RECORDED DATA: Begin
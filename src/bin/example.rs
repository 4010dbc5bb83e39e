//! Raft Mesher Example - Two-Pedestal Mat Foundation

use anyhow::Result;
use chrono::NaiveDate;
use raft_mesher::prelude::*;

fn main() -> Result<()> {
    env_logger::init();

    println!("=== Raft Mesher Example: 6m x 4m Mat Foundation ===\n");

    // 6m x 4m plan, 0.2m mesh, 250mm thick mat
    let mut plan = PlanSnapshot::new(6.0, 4.0, 0.2, 0.25)?;

    // Two pedestals on grid intersections, 500mm tall
    plan.add_pedestal(Pedestal::new(1, 2.0, 2.0, 0.5, 0.4))?;
    plan.add_pedestal(Pedestal::new(2, 4.0, 2.0, 0.5, 0.4))?;
    let plan = plan.with_pedestal_height(0.5)?;

    let model = FoundationModel::generate(&plan);

    println!("Grid:    {} x-lines, {} z-lines", model.grid.x_lines.len(), model.grid.z_lines.len());
    println!("Mesh:    {} nodes, {} plates, {} members", model.mesh.nodes.len(), model.mesh.plates.len(), model.mesh.members.len());
    println!(
        "Groups:  {} moment, {} one-way shear, {} two-way shear plates",
        model.groups.moment.len(),
        model.groups.one_way_shear.len(),
        model.groups.two_way_shear.len()
    );

    for pedestal in &plan.pedestals {
        if let Some(bounds) = model.group_bounds(pedestal.id) {
            if let Some(rect) = bounds.moment {
                println!(
                    "Pedestal {}: moment zone {:.2}m x {:.2}m at ({:.2}, {:.2})",
                    pedestal.id, rect.width, rect.height, rect.x, rect.y
                );
            }
        }
    }

    let date = NaiveDate::from_ymd_opt(2024, 3, 7).expect("valid date");
    println!("\n=== STAAD Input Deck ===\n");
    println!("{}", model.to_staad(date));

    Ok(())
}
RECORDED DATA: End
AIM OF THE EXERCISE:
Type the entries out again so that they match exactly.

ANSWER BELOW:
filename src/bin/example.rs
repository 4010dbc5bb83e39e
//! Raft Mesher Example - Two-Pedestal Mat Foundation

use anyhow::Result;
use chrono::NaiveDate;
use raft_mesher::prelude::*;

fn main() -> Result<()> {
    env_logger::init();

    println!("=== Raft Mesher Example: 6m x 4m Mat Foundation ===\n");

    // 6m x 4m plan, 0.2m mesh, 250mm thick mat
    let mut plan = PlanSnapshot::new(6.0, 4.0, 0.2, 0.25)?;

    // Two pedestals on grid intersections, 500mm tall
    plan.add_pedestal(Pedestal::new(1, 2.0, 2.0, 0.5, 0.4))?;
    plan.add_pedestal(Pedestal::new(2, 4.0, 2.0, 0.5, 0.4))?;
    let plan = plan.with_pedestal_height(0.5)?;

    let model = FoundationModel::generate(&plan);

    println!("Grid:    {} x-lines, {} z-lines", model.grid.x_lines.len(), model.grid.z_lines.len());
    println!("Mesh:    {} nodes, {} plates, {} members", model.mesh.nodes.len(), model.mesh.plates.len(), model.mesh.members.len());
    println!(
        "Groups:  {} moment, {} one-way shear, {} two-way shear plates",
        model.groups.moment.len(),
        model.groups.one_way_shear.len(),
        model.groups.two_way_shear.len()
    );

    for pedestal in &plan.pedestals {
        if let Some(bounds) = model.group_bounds(pedestal.id) {
            if let Some(rect) = bounds.moment {
                println!(
                    "Pedestal {}: moment zone {:.2}m x {:.2}m at ({:.2}, {:.2})",
                    pedestal.id, rect.width, rect.height, rect.x, rect.y
                );
            }
        }
    }

    let date = NaiveDate::from_ymd_opt(2024, 3, 7).expect("valid date");
    println!("\n=== STAAD Input Deck ===\n");
    println!("{}", model.to_staad(date));

    Ok(())
}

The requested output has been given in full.